=== Problem statement ===
Looking at the data below, count the lines that contain the string "must". Write only the total.

##### Records for the task

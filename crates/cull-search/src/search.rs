use cull_core::{PointMetric, SparseCloudEngine};
use serde::{Deserialize, Serialize};
use thiserror::Error;

/// Seed values for a threshold search.
#[derive(Debug, Clone, Copy, PartialEq, Serialize, Deserialize)]
pub struct SearchSeed {
    /// First threshold handed to the engine.
    pub threshold: f64,
    /// Initial step size. The step only ever shrinks.
    pub step: f64,
}

impl SearchSeed {
    /// Seed for reprojection-error searches.
    pub const REPROJECTION: Self = Self {
        threshold: 1.0,
        step: 1.0,
    };

    /// Seed for reconstruction-uncertainty searches, whose scores live on a
    /// much larger scale.
    pub const UNCERTAINTY: Self = Self {
        threshold: 100.0,
        step: 100.0,
    };
}

/// Bounds on a single search call.
#[derive(Debug, Clone, Copy, PartialEq, Eq, Serialize, Deserialize)]
pub struct SearchOptions {
    /// Maximum number of engine selections before the search gives up and
    /// reports a non-converged result.
    pub max_iterations: usize,
}

impl Default for SearchOptions {
    fn default() -> Self {
        Self {
            max_iterations: 1000,
        }
    }
}

/// Outcome of a threshold search.
#[derive(Debug, Clone, Copy, PartialEq, Serialize, Deserialize)]
pub struct ConvergenceResult {
    /// Final threshold. When `converged` is set, selecting at this
    /// threshold yields exactly the requested count, and the engine's
    /// selection state already reflects it.
    pub threshold: f64,
    /// Whether the selected count reached the target within the iteration
    /// budget.
    pub converged: bool,
    /// Number of engine selections performed.
    pub iterations: usize,
}

/// Errors from the search entry points.
#[derive(Debug, Error)]
pub enum SearchError {
    #[error("target of {target} points exceeds the cloud's {total}")]
    TargetExceedsTotal { target: usize, total: usize },
    #[error("initial step must be strictly positive, got {0}")]
    NonPositiveStep(f64),
    #[error("fraction divisor must be non-zero")]
    ZeroDivisor,
    #[error("ramp scan collected {0} samples; at least 3 are needed to locate an elbow")]
    RampTooShort(usize),
    #[error("ramp scan curve is flat; no elbow to locate")]
    FlatRamp,
    #[error("ramp scan exceeded {0} samples without reaching the floor")]
    RampExhausted(usize),
    #[error(transparent)]
    Engine(#[from] anyhow::Error),
}

/// Find a threshold whose selection matches `target` points.
///
/// The search walks the threshold in fixed steps, raising it while the
/// selection is too large and lowering it while too small. Once it has
/// overshot in both directions the step shrinks tenfold and both direction
/// flags clear, so the walk closes in on the target count. The engine's
/// reported count is authoritative at every iteration; nothing is
/// recomputed locally.
///
/// This is not a bisection. If the selection-count function is non-monotone
/// in the threshold, or plateaus over an interval wider than the current
/// step, the walk can fail to land on the target at all, and the shrinking
/// step can underflow to zero. `options.max_iterations` bounds that case:
/// the result then carries `converged: false` together with the last
/// threshold tried.
///
/// A `target` equal to the current cloud size needs no culling; the search
/// returns the seed threshold untouched without consulting the engine.
///
/// # Errors
///
/// Fails fast on a target larger than the cloud or a non-positive seed
/// step, and propagates any engine failure.
pub fn search_threshold(
    engine: &mut dyn SparseCloudEngine,
    metric: PointMetric,
    target: usize,
    seed: SearchSeed,
    options: SearchOptions,
) -> Result<ConvergenceResult, SearchError> {
    if seed.step <= 0.0 {
        return Err(SearchError::NonPositiveStep(seed.step));
    }
    let total = engine.total_point_count()?;
    if target > total {
        return Err(SearchError::TargetExceedsTotal { target, total });
    }

    let mut threshold = seed.threshold;
    let mut step = seed.step;
    let mut selected = total;
    let mut overshot = false;
    let mut undershot = false;
    let mut iterations = 0usize;

    while selected != target {
        if iterations == options.max_iterations {
            log::debug!(
                "{metric} search stopped after {iterations} iterations at threshold {threshold}"
            );
            return Ok(ConvergenceResult {
                threshold,
                converged: false,
                iterations,
            });
        }

        engine.select_points(metric, threshold)?;
        selected = engine.selected_point_count()?;
        iterations += 1;
        log::trace!("{metric} search: threshold {threshold} selects {selected} (target {target})");

        if selected == target {
            break;
        }
        if selected > target {
            overshot = true;
            threshold += step;
        } else {
            undershot = true;
            threshold -= step;
        }
        if overshot && undershot {
            overshot = false;
            undershot = false;
            step /= 10.0;
        }
    }

    log::debug!("{metric} search converged to threshold {threshold} in {iterations} iterations");
    Ok(ConvergenceResult {
        threshold,
        converged: true,
        iterations,
    })
}

/// Selection goal for a culling pass.
#[derive(Debug, Clone, Copy, PartialEq, Serialize, Deserialize)]
#[serde(tag = "mode", rename_all = "snake_case")]
pub enum SelectionTarget {
    /// Select at a fixed metric threshold; no search.
    FixedThreshold {
        /// Threshold handed to the engine as-is.
        threshold: f64,
    },
    /// Search for the threshold that selects `total / divisor` points.
    ///
    /// The divisor is applied as written: `divisor = 10` targets one tenth
    /// of the cloud. It is not a percentage.
    FractionOfCloud {
        /// Divisor applied to the total point count, integer division.
        divisor: u32,
    },
}

/// Run a selection pass toward the given goal.
///
/// The fixed-threshold mode issues a single selection and reports it as
/// converged; the fraction mode delegates to [`search_threshold`] with a
/// target derived from the engine's current point count.
///
/// # Errors
///
/// A zero divisor fails fast; everything else follows [`search_threshold`].
pub fn select_by_target(
    engine: &mut dyn SparseCloudEngine,
    metric: PointMetric,
    target: SelectionTarget,
    seed: SearchSeed,
    options: SearchOptions,
) -> Result<ConvergenceResult, SearchError> {
    match target {
        SelectionTarget::FixedThreshold { threshold } => {
            engine.select_points(metric, threshold)?;
            Ok(ConvergenceResult {
                threshold,
                converged: true,
                iterations: 1,
            })
        }
        SelectionTarget::FractionOfCloud { divisor } => {
            if divisor == 0 {
                return Err(SearchError::ZeroDivisor);
            }
            let total = engine.total_point_count()?;
            search_threshold(engine, metric, total / divisor as usize, seed, options)
        }
    }
}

##########

=== Response to the task ===
2